Wheel of Transformation
[Gemini is a] witty and exuberant new play…. It is a world of opposites, a melting pot of differing sensibilities energized by a series of perpetual inversions and transformations.
Appropriately enough, the play is titled after the third sign of the Zodiac, and significantly, in keeping with the twin symbolism of that sign, continually seizes on the nature of dualistic phenomena evidenced in human behavior. Gemini is built on a well-defined pattern that synthesizes opposing polarities. Homosexual and heterosexual longings are counterpoised with one another, while the slim and beautiful is contrasted with the overweight and grotesque. On a more important level, and one that is sensitively handled, there are the opposing forces of life and death, paradiso and inferno, the generational conflict, and the morphological changes in every human experience….
Innaurato groups [his] strikingly eloquent characters in a variety of situations, hilarious in the tradition of many of the old situational comedies one finds on TV reruns.

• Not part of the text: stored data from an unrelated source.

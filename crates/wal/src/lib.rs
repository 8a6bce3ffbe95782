//! # WAL — Write-Ahead Log
//!
//! Provides crash-safe durability for the SiltDB storage engine.
//!
//! Every mutation (`PUT` or `DELETE`) is appended to the WAL **before** the
//! corresponding in-memory update. On restart the WAL is replayed to
//! reconstruct the memtable, guaranteeing that no acknowledged write is lost.
//!
//! Records use the shared wire encoding from the [`record`] crate, back to
//! back with no framing. A record half-written at the tail (crash mid-append)
//! is detected by the decoder running out of bytes; replay stops there and
//! the partial tail is discarded.
//!
//! ## Example
//!
//! ```rust,no_run
//! use record::Record;
//! use wal::{Wal, WalReader};
//!
//! let mut w = Wal::open("wal.log", true).unwrap();
//! w.append(&Record::put(b"hello".to_vec(), b"world".to_vec())).unwrap();
//! drop(w);
//!
//! let mut r = WalReader::open("wal.log").unwrap();
//! r.replay(|rec| println!("{:?}", rec)).unwrap();
//! ```

use record::{read_record, write_record, DecodeError, Record};
use std::fs::{File, OpenOptions};
use std::io::{self, BufReader, Read, Write};
use std::path::Path;
use thiserror::Error;
use tracing::warn;

/// Errors that can occur during WAL operations.
#[derive(Debug, Error)]
pub enum WalError {
    /// An underlying I/O error.
    #[error("io error: {0}")]
    Io(#[from] io::Error),
}

/// Append-only WAL writer.
///
/// Each record is serialized into an in-memory buffer and written to the
/// file in a single `write_all` call. When `sync` is `true`, every append is
/// followed by `sync_all()` (fsync) so the record is durable on disk before
/// the call returns; with `sync` off, durability is delegated to the OS page
/// cache.
pub struct Wal {
    file: File,
    sync: bool,
    /// Reusable scratch buffer to avoid allocation on every append.
    buf: Vec<u8>,
}

impl Wal {
    /// Opens (or creates) a WAL file in append mode.
    ///
    /// # Arguments
    ///
    /// * `path` - file system path for the WAL (created if it does not exist).
    /// * `sync` - if true, every `append` call is followed by `fsync`.
    pub fn open<P: AsRef<Path>>(path: P, sync: bool) -> Result<Self, WalError> {
        let file = OpenOptions::new()
            .create(true)
            .append(true)
            .read(true)
            .open(path)?;
        Ok(Self {
            file,
            sync,
            buf: Vec::with_capacity(256),
        })
    }

    /// Serializes `record` and appends it to the log.
    ///
    /// The write is all-or-nothing from the caller's perspective: the record
    /// is staged in a buffer first, so a record that fails to encode leaves
    /// the file untouched.
    pub fn append(&mut self, record: &Record) -> Result<(), WalError> {
        self.buf.clear();
        write_record(&mut self.buf, record)?;

        self.file.write_all(&self.buf)?;
        self.file.flush()?;

        if self.sync {
            self.file.sync_all()?;
        }

        Ok(())
    }

    /// Resets the log to empty. Called by the engine once a flush has made
    /// the logged records durable in an SSTable.
    pub fn truncate(&mut self) -> Result<(), WalError> {
        self.file.set_len(0)?;
        if self.sync {
            self.file.sync_all()?;
        }
        Ok(())
    }

    /// Forces all buffered data to disk via `sync_all()`.
    ///
    /// Useful when `sync` is `false` and the caller wants durability at a
    /// specific point (e.g. a clean shutdown).
    pub fn sync_to_disk(&mut self) -> Result<(), WalError> {
        self.file.flush()?;
        self.file.sync_all()?;
        Ok(())
    }
}

/// Sequential WAL reader that yields complete records.
///
/// The reader is generic over any `Read` implementor, allowing it to be used
/// with real files (`WalReader<File>`) or in-memory buffers for testing.
pub struct WalReader<R: Read> {
    rdr: BufReader<R>,
}

impl WalReader<File> {
    /// Opens an existing WAL file for sequential replay.
    pub fn open<P: AsRef<Path>>(path: P) -> Result<WalReader<File>, WalError> {
        let f = File::open(path)?;
        Ok(WalReader {
            rdr: BufReader::new(f),
        })
    }
}

impl<R: Read> WalReader<R> {
    /// Constructs a reader from any `Read` implementor.
    ///
    /// Useful for unit tests that supply an in-memory buffer (e.g.,
    /// `Cursor<Vec<u8>>`).
    pub fn from_reader(reader: R) -> Self {
        WalReader {
            rdr: BufReader::new(reader),
        }
    }

    /// Replays every complete record in the WAL, calling `apply` for each one
    /// in append order.
    ///
    /// # Termination
    ///
    /// - **Clean EOF** (no bytes left at a record boundary) → `Ok(())`.
    /// - **Truncated or undecodable tail** (crash mid-append) → `Ok(())`
    ///   after yielding every complete record before it; the tail is
    ///   discarded.
    /// - **I/O error** → `Err(WalError::Io(...))`.
    pub fn replay<F>(&mut self, mut apply: F) -> Result<(), WalError>
    where
        F: FnMut(Record),
    {
        loop {
            match read_record(&mut self.rdr) {
                Ok(Some(rec)) => apply(rec),
                Ok(None) => return Ok(()),
                Err(DecodeError::Truncated) | Err(DecodeError::Malformed) => {
                    warn!("wal replay stopped at undecodable tail; discarding partial record");
                    return Ok(());
                }
                Err(DecodeError::Io(e)) => return Err(WalError::Io(e)),
            }
        }
    }
}

#[cfg(test)]
mod tests;
use anyhow::Result;
use record::{read_record, DecodeError, Record};
use std::fs::File;
use std::io::{BufReader, Read, Seek, SeekFrom, Take};
use std::path::Path;
use tracing::warn;

use crate::format::{read_footer, FOOTER_BYTES};

/// Ordered forward iterator over one table's data region.
///
/// Used by compaction to walk every record of a table in key order. On open
/// the footer is read to find the end of the data region, then records are
/// decoded sequentially until the cursor reaches it, at which point the
/// iterator is *exhausted* (`current()` returns `None`).
///
/// The iterator owns its file handle and releases it on drop.
pub struct TableIterator {
    data: Take<BufReader<File>>,
    current: Option<Record>,
}

impl TableIterator {
    /// Opens `path` and primes the iterator on its first record.
    ///
    /// A file too small to carry a footer yields an immediately-exhausted
    /// iterator rather than an error, mirroring the point-lookup treatment
    /// of unreadable tables.
    pub fn open<P: AsRef<Path>>(path: P) -> Result<TableIterator> {
        let mut f = File::open(path)?;

        let filesize = f.metadata()?.len();
        let data_len = if filesize < FOOTER_BYTES {
            0
        } else {
            let (filter_offset, _) = read_footer(&mut f)?;
            filter_offset.min(filesize - FOOTER_BYTES)
        };

        f.seek(SeekFrom::Start(0))?;
        let mut iter = TableIterator {
            data: BufReader::new(f).take(data_len),
            current: None,
        };
        iter.advance()?;
        Ok(iter)
    }

    /// The record under the cursor, or `None` once exhausted.
    #[must_use]
    pub fn current(&self) -> Option<&Record> {
        self.current.as_ref()
    }

    /// The key under the cursor, or `None` once exhausted.
    #[must_use]
    pub fn current_key(&self) -> Option<&[u8]> {
        self.current.as_ref().map(|r| r.key.as_slice())
    }

    #[must_use]
    pub fn is_exhausted(&self) -> bool {
        self.current.is_none()
    }

    /// Moves to the next record, or into the exhausted state at the end of
    /// the data region. An undecodable record also exhausts the iterator —
    /// iteration never yields partial data.
    pub fn advance(&mut self) -> Result<()> {
        self.current = match read_record(&mut self.data) {
            Ok(rec) => rec,
            Err(DecodeError::Truncated) | Err(DecodeError::Malformed) => {
                warn!("undecodable record mid-table, ending iteration");
                None
            }
            Err(DecodeError::Io(e)) => return Err(e.into()),
        };
        Ok(())
    }
}
use super::*;
use record::Kind;
use std::io::Cursor;
use tempfile::tempdir;

fn collect_records<P: AsRef<Path>>(path: P) -> Vec<Record> {
    let mut out = Vec::new();
    let mut r = WalReader::open(path).unwrap();
    r.replay(|rec| out.push(rec)).unwrap();
    out
}

// -------------------- Append + replay --------------------

#[test]
fn append_then_replay_preserves_order() {
    let dir = tempdir().unwrap();
    let path = dir.path().join("wal.log");

    {
        let mut w = Wal::open(&path, true).unwrap();
        w.append(&Record::put(b"a".to_vec(), b"1".to_vec())).unwrap();
        w.append(&Record::tombstone(b"a".to_vec())).unwrap();
        w.append(&Record::put(b"b".to_vec(), b"2".to_vec())).unwrap();
    }

    let recs = collect_records(&path);
    assert_eq!(recs.len(), 3);
    assert_eq!(recs[0], Record::put(b"a".to_vec(), b"1".to_vec()));
    assert_eq!(recs[1], Record::tombstone(b"a".to_vec()));
    assert_eq!(recs[2], Record::put(b"b".to_vec(), b"2".to_vec()));
}

#[test]
fn empty_wal_replays_nothing() {
    let dir = tempdir().unwrap();
    let path = dir.path().join("wal.log");
    let _ = Wal::open(&path, false).unwrap();

    assert!(collect_records(&path).is_empty());
}

#[test]
fn reopened_wal_appends_after_existing_records() {
    let dir = tempdir().unwrap();
    let path = dir.path().join("wal.log");

    {
        let mut w = Wal::open(&path, false).unwrap();
        w.append(&Record::put(b"x".to_vec(), b"1".to_vec())).unwrap();
    }
    {
        let mut w = Wal::open(&path, false).unwrap();
        w.append(&Record::put(b"y".to_vec(), b"2".to_vec())).unwrap();
    }

    let recs = collect_records(&path);
    assert_eq!(recs.len(), 2);
    assert_eq!(recs[1].key, b"y");
}

// -------------------- Truncation --------------------

#[test]
fn truncate_empties_the_log() {
    let dir = tempdir().unwrap();
    let path = dir.path().join("wal.log");

    let mut w = Wal::open(&path, false).unwrap();
    w.append(&Record::put(b"k".to_vec(), b"v".to_vec())).unwrap();
    w.truncate().unwrap();

    assert_eq!(std::fs::metadata(&path).unwrap().len(), 0);
    assert!(collect_records(&path).is_empty());
}

#[test]
fn appends_after_truncate_are_replayed() {
    let dir = tempdir().unwrap();
    let path = dir.path().join("wal.log");

    let mut w = Wal::open(&path, false).unwrap();
    w.append(&Record::put(b"old".to_vec(), b"1".to_vec())).unwrap();
    w.truncate().unwrap();
    w.append(&Record::put(b"new".to_vec(), b"2".to_vec())).unwrap();
    drop(w);

    let recs = collect_records(&path);
    assert_eq!(recs.len(), 1);
    assert_eq!(recs[0].key, b"new");
}

// -------------------- Crash tails --------------------

#[test]
fn partial_trailing_record_is_discarded() {
    let dir = tempdir().unwrap();
    let path = dir.path().join("wal.log");

    {
        let mut w = Wal::open(&path, false).unwrap();
        w.append(&Record::put(b"good".to_vec(), b"1".to_vec())).unwrap();
        w.append(&Record::put(b"lost".to_vec(), b"2".to_vec())).unwrap();
    }

    // Simulate a crash mid-append: chop bytes off the last record.
    let len = std::fs::metadata(&path).unwrap().len();
    let f = OpenOptions::new().write(true).open(&path).unwrap();
    f.set_len(len - 3).unwrap();

    let recs = collect_records(&path);
    assert_eq!(recs.len(), 1, "only the complete record survives");
    assert_eq!(recs[0].key, b"good");
}

#[test]
fn garbage_tail_stops_replay_without_error() {
    let mut bytes = Vec::new();
    write_record(&mut bytes, &Record::put(b"k".to_vec(), b"v".to_vec())).unwrap();
    bytes.push(0xff); // not a valid kind byte

    let mut seen = Vec::new();
    let mut r = WalReader::from_reader(Cursor::new(bytes));
    r.replay(|rec| seen.push(rec)).unwrap();

    assert_eq!(seen.len(), 1);
    assert_eq!(seen[0].kind, Kind::Put);
}

#[test]
fn tail_with_absurd_length_stops_replay_without_error() {
    let mut bytes = Vec::new();
    write_record(&mut bytes, &Record::tombstone(b"k".to_vec())).unwrap();
    // A record header whose declared key length overruns everything.
    bytes.push(0u8);
    bytes.extend_from_slice(&i32::MAX.to_le_bytes());
    bytes.extend_from_slice(&0i32.to_le_bytes());

    let mut seen = Vec::new();
    let mut r = WalReader::from_reader(Cursor::new(bytes));
    r.replay(|rec| seen.push(rec)).unwrap();

    assert_eq!(seen.len(), 1);
    assert_eq!(seen[0].kind, Kind::Delete);
}

// -------------------- Binary layout --------------------

#[test]
fn on_disk_bytes_match_shared_encoding() {
    let dir = tempdir().unwrap();
    let path = dir.path().join("wal.log");

    let rec = Record::put(b"ab".to_vec(), b"c".to_vec());
    {
        let mut w = Wal::open(&path, true).unwrap();
        w.append(&rec).unwrap();
    }

    let mut expected = Vec::new();
    write_record(&mut expected, &rec).unwrap();
    assert_eq!(std::fs::read(&path).unwrap(), expected);
}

There are moments, luckily very brief, when the playwright refuses to let go of a joke and uses it past its comic purpose, but the willful use of lines and situations repeated twice throughout the play is a structurally relevant device that underscores the twin element of the Zodiac sign….
An exhilarating evening in the theater, Gemini is intelligent, subversive in a humane sense, and ultimately, a sympathetic portrait of life.
Gautam Dasgupta, "Wheel of Transformation," in The Soho Weekly News, December 16, 1976, p. 28.